[Assigned task] Identify all lines below that hold "wildfires" and collect them.

[[ Records to process, beginning ]]

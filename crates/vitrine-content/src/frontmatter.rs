//! Front matter extraction and parsing.

use serde::Deserialize;

/// Parsed front matter from a content file.
///
/// Field names follow the camelCase convention used in the content files
/// themselves (`publishDate`, `htmlFile`).
#[derive(Debug, Clone, Deserialize, PartialEq)]
pub struct Frontmatter {
    /// URL-safe identifier, unique across the collection (required)
    pub slug: String,

    /// Entry title (required)
    pub title: String,

    /// Short description shown in listings
    #[serde(default)]
    pub description: Option<String>,

    /// Free-text grouping label
    #[serde(default)]
    pub category: Option<String>,

    /// Publish date, `YYYY-MM-DD` or any string with an ISO date prefix
    #[serde(default, rename = "publishDate")]
    pub publish_date: Option<String>,

    /// Author byline
    #[serde(default)]
    pub author: Option<String>,

    /// Self-contained HTML asset referenced by this entry
    #[serde(default, rename = "htmlFile")]
    pub html_file: Option<String>,
}

/// Extract front matter from content file source.
///
/// Returns the parsed front matter and the remaining body after the closing
/// fence. Source without a leading `---` fence has no front matter.
pub fn extract_frontmatter(source: &str) -> Result<(Option<Frontmatter>, &str), FrontmatterError> {
    let trimmed = source.trim_start();

    if !trimmed.starts_with("---") {
        return Ok((None, source));
    }

    // Find the closing ---
    let after_open = &trimmed[3..];
    let Some(close_pos) = after_open.find("\n---") else {
        return Err(FrontmatterError::Unclosed);
    };

    let yaml_content = &after_open[..close_pos].trim();
    let remaining = &after_open[close_pos + 4..];

    let frontmatter: Frontmatter = serde_yaml::from_str(yaml_content)
        .map_err(|e| FrontmatterError::InvalidYaml(e.to_string()))?;

    Ok((Some(frontmatter), remaining.trim_start()))
}

/// Errors that can occur when parsing front matter.
#[derive(Debug, thiserror::Error)]
pub enum FrontmatterError {
    #[error("Unclosed front matter block - missing closing ---")]
    Unclosed,

    #[error("Invalid YAML in front matter: {0}")]
    InvalidYaml(String),
}

#[cfg(test)]
mod tests {
    use super::*;

    #[test]
    fn extracts_valid_frontmatter() {
        let source = r#"---
slug: wildfire-tracker
title: Wildfire Tracker
description: Live map of active wildfires
category: Environment
publishDate: 2025-07-11
author: Jane Doe
htmlFile: wildfire-tracker.html
---

# Wildfire Tracker
"#;

        let (fm, content) = extract_frontmatter(source).unwrap();
        let fm = fm.unwrap();

        assert_eq!(fm.slug, "wildfire-tracker");
        assert_eq!(fm.title, "Wildfire Tracker");
        assert_eq!(
            fm.description,
            Some("Live map of active wildfires".to_string())
        );
        assert_eq!(fm.category, Some("Environment".to_string()));
        assert_eq!(fm.publish_date, Some("2025-07-11".to_string()));
        assert_eq!(fm.html_file, Some("wildfire-tracker.html".to_string()));
        assert!(content.starts_with("# Wildfire Tracker"));
    }

    #[test]
    fn handles_no_frontmatter() {
        let source = "# Just Markdown\n\nNo front matter here.";

        let (fm, content) = extract_frontmatter(source).unwrap();

        assert!(fm.is_none());
        assert_eq!(content, source);
    }

    #[test]
    fn optional_fields_default_to_none() {
        let source = "---\nslug: bare\ntitle: Bare Entry\n---\nBody.";

        let (fm, _) = extract_frontmatter(source).unwrap();
        let fm = fm.unwrap();

        assert_eq!(fm.category, None);
        assert_eq!(fm.publish_date, None);
        assert_eq!(fm.author, None);
        assert_eq!(fm.html_file, None);
    }

    #[test]
    fn errors_on_unclosed_frontmatter() {
        let source = "---\nslug: x\ntitle: Test\n# No closing";

        let result = extract_frontmatter(source);

        assert!(matches!(result, Err(FrontmatterError::Unclosed)));
    }

    #[test]
    fn errors_on_invalid_yaml() {
        let source = "---\ntitle: [invalid yaml\n---\n";

        let result = extract_frontmatter(source);

        assert!(matches!(result, Err(FrontmatterError::InvalidYaml(_))));
    }
}
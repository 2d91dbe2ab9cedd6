//! Placeholder substitution for embedded HTML assets.
//!
//! Assets exported from the upstream mail tooling carry two textual
//! placeholders that must be rewritten before display. This is a literal
//! substring rewrite, all occurrences, with no escaping or templating.

use chrono::NaiveDate;

/// Replaced with the entry's publish date as a long en-US date.
pub const TODAY_PLACEHOLDER: &str = "%TODAY%";

/// Deleted from the displayed asset.
pub const SENDER_PLACEHOLDER: &str = "%SENDER-INFO-SINGLELINE%";

/// Format a date the way the viewer displays it, e.g. `Friday, July 11, 2025`.
pub fn format_long_date(date: NaiveDate) -> String {
    date.format("%A, %B %-d, %Y").to_string()
}

/// Apply the two placeholder substitutions to raw asset text.
///
/// `%TODAY%` becomes the formatted publish date; without a publish date the
/// marker is left in place. `%SENDER-INFO-SINGLELINE%` is always removed.
pub fn substitute_placeholders(raw: &str, publish_date: Option<NaiveDate>) -> String {
    let mut text = match publish_date {
        Some(date) => raw.replace(TODAY_PLACEHOLDER, &format_long_date(date)),
        None => raw.to_string(),
    };

    text = text.replace(SENDER_PLACEHOLDER, "");

    text
}

#[cfg(test)]
mod tests {
    use super::*;

    fn july_11() -> NaiveDate {
        NaiveDate::from_ymd_opt(2025, 7, 11).unwrap()
    }

    #[test]
    fn formats_long_date() {
        assert_eq!(format_long_date(july_11()), "Friday, July 11, 2025");
        assert_eq!(
            format_long_date(NaiveDate::from_ymd_opt(2026, 3, 2).unwrap()),
            "Monday, March 2, 2026"
        );
    }

    #[test]
    fn replaces_all_occurrences_and_strips_sender_marker() {
        let raw = "<p>Sent %TODAY%</p>%SENDER-INFO-SINGLELINE%<p>Again: %TODAY%</p>";

        let out = substitute_placeholders(raw, Some(july_11()));

        assert_eq!(
            out,
            "<p>Sent Friday, July 11, 2025</p><p>Again: Friday, July 11, 2025</p>"
        );
        assert!(!out.contains(TODAY_PLACEHOLDER));
        assert!(!out.contains(SENDER_PLACEHOLDER));

        let expected_len = raw.len() - 2 * TODAY_PLACEHOLDER.len()
            + 2 * "Friday, July 11, 2025".len()
            - SENDER_PLACEHOLDER.len();
        assert_eq!(out.len(), expected_len);
    }

    #[test]
    fn leaves_today_marker_without_a_date() {
        let raw = "Date: %TODAY% %SENDER-INFO-SINGLELINE%";

        let out = substitute_placeholders(raw, None);

        assert_eq!(out, "Date: %TODAY% ");
    }

    #[test]
    fn passes_through_text_without_placeholders() {
        let raw = "<html><body>plain</body></html>";

        assert_eq!(substitute_placeholders(raw, Some(july_11())), raw);
    }
}
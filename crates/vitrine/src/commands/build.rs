//! Static site build command.

use std::path::{Path, PathBuf};

use anyhow::Result;
use vitrine_site::SiteBuilder;

use crate::config;

/// Run the build command.
pub async fn run(
    config_path: &Path,
    output: Option<PathBuf>,
    minify: Option<bool>,
) -> Result<()> {
    tracing::info!("Building site...");

    let file_config = config::load(config_path)?;

    let mut build = file_config.build_config();
    if let Some(output) = output {
        build.output_dir = output;
    }
    if let Some(minify) = minify {
        build.minify = minify;
    }

    let result = SiteBuilder::new(build).build().await?;

    tracing::info!(
        "Built {} pages from {} entries ({} categories) in {}ms",
        result.pages,
        result.entries,
        result.categories,
        result.duration_ms
    );

    tracing::info!("Output: {}", result.output_dir.display());

    Ok(())
}
//! Development server command.

use std::path::Path;

use anyhow::Result;
use vitrine_server::{DevServer, DevServerConfig};

use crate::config;

/// Run the dev server.
pub async fn run(config_path: &Path, port: u16, open: bool) -> Result<()> {
    tracing::info!("Starting development server on port {}", port);

    let file_config = config::load(config_path)?;

    let config = DevServerConfig {
        build: file_config.build_config(),
        port,
        open,
        ..Default::default()
    };

    DevServer::new(config).start().await?;

    Ok(())
}
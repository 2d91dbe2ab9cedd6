//! Page planning: deriving the full page set from the entry collection.

use std::collections::BTreeMap;

use vitrine_content::{slugify_category, ContentEntry};

/// What kind of output page a planned page is.
#[derive(Debug, Clone, Copy, PartialEq, Eq)]
pub enum PageKind {
    /// Full entry view at `/view/{slug}`
    Detail,
    /// Chrome-less share view at `/share/{slug}`
    Share,
    /// Editor mock at `/edit/{slug}`
    Edit,
    /// Single-category listing at `/category/{slug}`
    Category,
    /// All-categories overview at `/categories`
    CategoryIndex,
}

/// One distinct category with its entry count.
#[derive(Debug, Clone, PartialEq, Eq, serde::Serialize)]
pub struct CategorySummary {
    /// Category name as written in front matter
    pub name: String,
    /// Derived URL slug
    pub slug: String,
    /// Number of entries whose category equals `name` exactly
    pub count: usize,
}

/// Data a planned page carries into rendering.
#[derive(Debug, Clone, PartialEq)]
pub enum PageContext {
    /// The entry behind a detail/share/edit page
    Entry(ContentEntry),
    /// The category behind a category page
    Category { name: String, slug: String },
    /// Every category summary, for the index page
    CategoryIndex(Vec<CategorySummary>),
}

/// An abstract description of one output page prior to rendering.
#[derive(Debug, Clone, PartialEq)]
pub struct PlannedPage {
    /// Site-relative path, e.g. `/view/wildfire-tracker`
    pub path: String,
    pub kind: PageKind,
    pub context: PageContext,
}

/// Errors that can occur during planning.
#[derive(Debug, thiserror::Error)]
pub enum PlanError {
    #[error(
        "Categories {first:?} and {second:?} both map to slug {slug:?}; \
         rename one so each category routes to a distinct path"
    )]
    SlugCollision {
        slug: String,
        first: String,
        second: String,
    },
}

/// Compute the derived page set for a content collection.
///
/// A pure function over the entry list: for N entries with K distinct
/// non-empty categories it emits exactly 3N + K + 1 pages, in a
/// deterministic order (entry pages in input order, category pages sorted by
/// name, index last). Entries without a category get their three pages but
/// contribute nothing to category derivation.
///
/// Two distinct category names normalizing to the same slug are rejected:
/// silently letting one overwrite the other's route would drop a category
/// from the site.
pub fn plan_pages(entries: &[ContentEntry]) -> Result<Vec<PlannedPage>, PlanError> {
    let mut pages = Vec::with_capacity(entries.len() * 3 + 1);

    for entry in entries {
        pages.push(PlannedPage {
            path: format!("/view/{}", entry.slug),
            kind: PageKind::Detail,
            context: PageContext::Entry(entry.clone()),
        });
        pages.push(PlannedPage {
            path: format!("/share/{}", entry.slug),
            kind: PageKind::Share,
            context: PageContext::Entry(entry.clone()),
        });
        pages.push(PlannedPage {
            path: format!("/edit/{}", entry.slug),
            kind: PageKind::Edit,
            context: PageContext::Entry(entry.clone()),
        });
    }

    let summaries = category_summaries(entries)?;

    for summary in &summaries {
        pages.push(PlannedPage {
            path: format!("/category/{}", summary.slug),
            kind: PageKind::Category,
            context: PageContext::Category {
                name: summary.name.clone(),
                slug: summary.slug.clone(),
            },
        });
    }

    pages.push(PlannedPage {
        path: "/categories".to_string(),
        kind: PageKind::CategoryIndex,
        context: PageContext::CategoryIndex(summaries),
    });

    Ok(pages)
}

/// Derive the distinct categories with per-category entry counts.
///
/// Counts use exact string equality on the category value, not slug
/// equality. Sorted by name.
pub fn category_summaries(entries: &[ContentEntry]) -> Result<Vec<CategorySummary>, PlanError> {
    let mut counts: BTreeMap<&str, usize> = BTreeMap::new();
    for entry in entries {
        if let Some(category) = entry.category() {
            *counts.entry(category).or_default() += 1;
        }
    }

    let mut by_slug: BTreeMap<String, &str> = BTreeMap::new();
    let mut summaries = Vec::with_capacity(counts.len());

    for (name, count) in counts {
        let slug = slugify_category(name);

        if let Some(first) = by_slug.insert(slug.clone(), name) {
            return Err(PlanError::SlugCollision {
                slug,
                first: first.to_string(),
                second: name.to_string(),
            });
        }

        summaries.push(CategorySummary {
            name: name.to_string(),
            slug,
            count,
        });
    }

    Ok(summaries)
}
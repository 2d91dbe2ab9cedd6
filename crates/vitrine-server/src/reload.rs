//! WebSocket-based live reload.

use serde::{Deserialize, Serialize};
use tokio::sync::broadcast;

/// Messages sent to clients.
#[derive(Debug, Clone, Serialize, Deserialize)]
#[serde(tag = "type", rename_all = "snake_case")]
pub enum ReloadMessage {
    /// Full page reload after a rebuild
    Reload,

    /// Connection established
    Connected,
}

/// Hub for broadcasting reload messages to all connected clients.
#[derive(Debug, Clone)]
pub struct ReloadHub {
    sender: broadcast::Sender<ReloadMessage>,
}

impl ReloadHub {
    /// Create a new reload hub.
    pub fn new() -> Self {
        let (sender, _) = broadcast::channel(100);
        Self { sender }
    }

    /// Send a message to all connected clients.
    pub fn send(&self, msg: ReloadMessage) {
        // Ignore send errors (no receivers)
        let _ = self.sender.send(msg);
    }

    /// Subscribe to reload messages.
    pub fn subscribe(&self) -> broadcast::Receiver<ReloadMessage> {
        self.sender.subscribe()
    }

    /// Number of active subscribers.
    pub fn subscriber_count(&self) -> usize {
        self.sender.receiver_count()
    }
}

impl Default for ReloadHub {
    fn default() -> Self {
        Self::new()
    }
}

/// Generate the client-side reload script.
pub fn reload_client_script(ws_path: &str) -> String {
    format!(
        r#"
(function() {{
  'use strict';

  var protocol = location.protocol === 'https:' ? 'wss://' : 'ws://';
  var url = protocol + location.host + '{}';
  var reconnectAttempts = 0;
  var maxReconnectAttempts = 10;

  function connect() {{
    var ws = new WebSocket(url);

    ws.onopen = function() {{
      console.log('[reload] Connected');
      reconnectAttempts = 0;
    }};

    ws.onmessage = function(event) {{
      var msg = JSON.parse(event.data);
      if (msg.type === 'reload') {{
        location.reload();
      }}
    }};

    ws.onclose = function() {{
      if (reconnectAttempts < maxReconnectAttempts) {{
        reconnectAttempts += 1;
        setTimeout(connect, 1000 * reconnectAttempts);
      }}
    }};
  }}

  connect();
}})();
"#,
        ws_path
    )
}
//! Asset manifest command.

use std::path::{Path, PathBuf};

use anyhow::Result;
use vitrine_site::write_manifest;

use crate::config;

/// Run the manifest command.
///
/// Writes `manifest.json` into the asset directory, listing the HTML files
/// available to the viewer.
pub async fn run(config_path: &Path, dir: Option<PathBuf>) -> Result<()> {
    let dir = match dir {
        Some(dir) => dir,
        None => {
            let file_config = config::load(config_path)?;
            PathBuf::from(&file_config.content.assets_dir)
        }
    };

    let manifest = write_manifest(&dir)?;

    tracing::info!(
        "Generated manifest with {} HTML file(s) in {}",
        manifest.count,
        dir.display()
    );

    Ok(())
}
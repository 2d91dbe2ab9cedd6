//! Static site generation for vitrine.
//!
//! Turns a loaded content collection into a published site: the page planner
//! derives the full page set (view, share, edit, category, category index),
//! the builder renders each planned page through templates, processes
//! embedded HTML assets, and writes the asset manifest.

pub mod assets;
pub mod builder;
pub mod manifest;
pub mod planner;
pub mod substitute;
pub mod templates;

pub use builder::{BuildConfig, BuildError, BuildResult, SiteBuilder};
pub use manifest::{scan_assets, write_manifest, Manifest, ManifestError};
pub use planner::{
    category_summaries, plan_pages, CategorySummary, PageContext, PageKind, PlanError,
    PlannedPage,
};
pub use substitute::{format_long_date, substitute_placeholders};
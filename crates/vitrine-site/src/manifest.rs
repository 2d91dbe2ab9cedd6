//! Asset manifest generation.

use std::fs;
use std::path::{Path, PathBuf};

use chrono::{SecondsFormat, Utc};
use serde::{Deserialize, Serialize};

/// Listing of the HTML assets available to the viewer.
#[derive(Debug, Clone, PartialEq, Serialize, Deserialize)]
pub struct Manifest {
    /// When the manifest was generated (RFC 3339, UTC)
    pub generated: String,

    /// Number of listed files
    pub count: usize,

    /// Sorted asset filenames
    pub files: Vec<String>,
}

impl Manifest {
    /// Build a manifest over the HTML files in `dir`.
    pub fn generate(dir: &Path) -> Result<Self, ManifestError> {
        let files = scan_assets(dir)?;

        Ok(Self {
            generated: Utc::now().to_rfc3339_opts(SecondsFormat::Millis, true),
            count: files.len(),
            files,
        })
    }

    /// Serialize to pretty JSON.
    pub fn to_json(&self) -> Result<String, ManifestError> {
        serde_json::to_string_pretty(self).map_err(ManifestError::Serialize)
    }
}

/// List the asset files in `dir`, direct children only.
///
/// Keeps `.html` files whose name does not contain `index` (the generated
/// page documents are not assets), sorted by name.
pub fn scan_assets(dir: &Path) -> Result<Vec<String>, ManifestError> {
    let mut files = Vec::new();

    let reader = fs::read_dir(dir).map_err(|e| ManifestError::Read {
        path: dir.to_path_buf(),
        source: e,
    })?;

    for item in reader {
        let item = item.map_err(|e| ManifestError::Read {
            path: dir.to_path_buf(),
            source: e,
        })?;

        if !item.path().is_file() {
            continue;
        }

        let Some(name) = item.file_name().to_str().map(String::from) else {
            continue;
        };

        if name.ends_with(".html") && !name.contains("index") {
            files.push(name);
        }
    }

    files.sort();

    Ok(files)
}

/// Generate and write `manifest.json` into `dir`, returning the manifest.
pub fn write_manifest(dir: &Path) -> Result<Manifest, ManifestError> {
    let manifest = Manifest::generate(dir)?;
    let json = manifest.to_json()?;

    let path = dir.join("manifest.json");
    fs::write(&path, json).map_err(|e| ManifestError::Write {
        path,
        source: e,
    })?;

    Ok(manifest)
}

/// Errors that can occur generating the manifest.
#[derive(Debug, thiserror::Error)]
pub enum ManifestError {
    #[error("Failed to read asset directory {path}: {source}")]
    Read {
        path: PathBuf,
        source: std::io::Error,
    },

    #[error("Failed to write manifest {path}: {source}")]
    Write {
        path: PathBuf,
        source: std::io::Error,
    },

    #[error("Failed to serialize manifest: {0}")]
    Serialize(#[source] serde_json::Error),
}

#[cfg(test)]
mod tests {
    use super::*;
    use tempfile::tempdir;

    #[test]
    fn lists_html_files_excluding_index_and_non_html() {
        let temp = tempdir().unwrap();
        for name in ["b.html", "a.html", "index.html", "notes.txt"] {
            fs::write(temp.path().join(name), "x").unwrap();
        }

        let files = scan_assets(temp.path()).unwrap();

        assert_eq!(files, vec!["a.html".to_string(), "b.html".to_string()]);
    }

    #[test]
    fn skips_subdirectories() {
        let temp = tempdir().unwrap();
        fs::write(temp.path().join("top.html"), "x").unwrap();
        let sub = temp.path().join("nested");
        fs::create_dir(&sub).unwrap();
        fs::write(sub.join("deep.html"), "x").unwrap();

        let files = scan_assets(temp.path()).unwrap();

        assert_eq!(files, vec!["top.html".to_string()]);
    }

    #[test]
    fn excludes_any_name_containing_index() {
        let temp = tempdir().unwrap();
        fs::write(temp.path().join("index.html"), "x").unwrap();
        fs::write(temp.path().join("price-index.html"), "x").unwrap();
        fs::write(temp.path().join("chart.html"), "x").unwrap();

        let files = scan_assets(temp.path()).unwrap();

        assert_eq!(files, vec!["chart.html".to_string()]);
    }

    #[test]
    fn writes_manifest_json() {
        let temp = tempdir().unwrap();
        fs::write(temp.path().join("a.html"), "x").unwrap();
        fs::write(temp.path().join("b.html"), "x").unwrap();

        let manifest = write_manifest(temp.path()).unwrap();

        assert_eq!(manifest.count, 2);
        assert_eq!(manifest.files, vec!["a.html", "b.html"]);

        let written = fs::read_to_string(temp.path().join("manifest.json")).unwrap();
        let parsed: Manifest = serde_json::from_str(&written).unwrap();
        assert_eq!(parsed, manifest);
        // RFC 3339 UTC timestamp
        assert!(parsed.generated.ends_with('Z'));
    }

    #[test]
    fn missing_directory_errors() {
        let temp = tempdir().unwrap();

        let result = scan_assets(&temp.path().join("absent"));

        assert!(matches!(result, Err(ManifestError::Read { .. })));
    }
}
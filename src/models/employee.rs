//! Employee roster models.
//!
//! This module defines the raw roster row and the cleaned employee record
//! the reconciler joins attendance against.

use rust_decimal::Decimal;
use serde::{Deserialize, Serialize};

use super::Period;

/// An employee row as it arrives from the roster source.
#[derive(Debug, Clone, PartialEq, Serialize, Deserialize)]
pub struct RawEmployeeRecord {
    /// Identifier of the employee.
    pub employee_id: i64,
    /// The branch the employee belongs to.
    pub branch_id: i32,
    /// Raw join date text, if present.
    pub join_date: Option<String>,
    /// Raw resign date text, if present.
    pub resign_date: Option<String>,
    /// Monthly salary.
    pub salary: Decimal,
}

/// A roster entry with an unambiguous identity and parsed periods.
///
/// A `None` join or resign period means the source date was blank or
/// unparseable; no boundary exclusion applies for that side.
#[derive(Debug, Clone, PartialEq, Eq, Serialize, Deserialize)]
pub struct CleanedEmployee {
    /// Identifier of the employee, unique within a cleaned set.
    pub employee_id: i64,
    /// The branch the employee belongs to.
    pub branch_id: i32,
    /// Month the employee joined.
    pub join_period: Option<Period>,
    /// Month the employee resigned.
    pub resign_period: Option<Period>,
    /// Monthly salary.
    pub salary: Decimal,
}

impl CleanedEmployee {
    /// Returns true if `period` is the employee's join or resign month.
    ///
    /// Those months are presumed partial and never count toward
    /// salary-per-hour.
    ///
    /// # Examples
    ///
    /// ```
    /// use salary_per_hour::models::{CleanedEmployee, Period};
    /// use rust_decimal::Decimal;
    ///
    /// let employee = CleanedEmployee {
    ///     employee_id: 1,
    ///     branch_id: 5,
    ///     join_period: Some(Period::new(2024, 1)),
    ///     resign_period: None,
    ///     salary: Decimal::new(8000, 0),
    /// };
    /// assert!(employee.is_boundary_period(Period::new(2024, 1)));
    /// assert!(!employee.is_boundary_period(Period::new(2024, 2)));
    /// ```
    pub fn is_boundary_period(&self, period: Period) -> bool {
        self.join_period == Some(period) || self.resign_period == Some(period)
    }
}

[[ Records to process, end ]]

[Answer for this exercise]
description: Live map of active wildfires
            Some("Live map of active wildfires".to_string())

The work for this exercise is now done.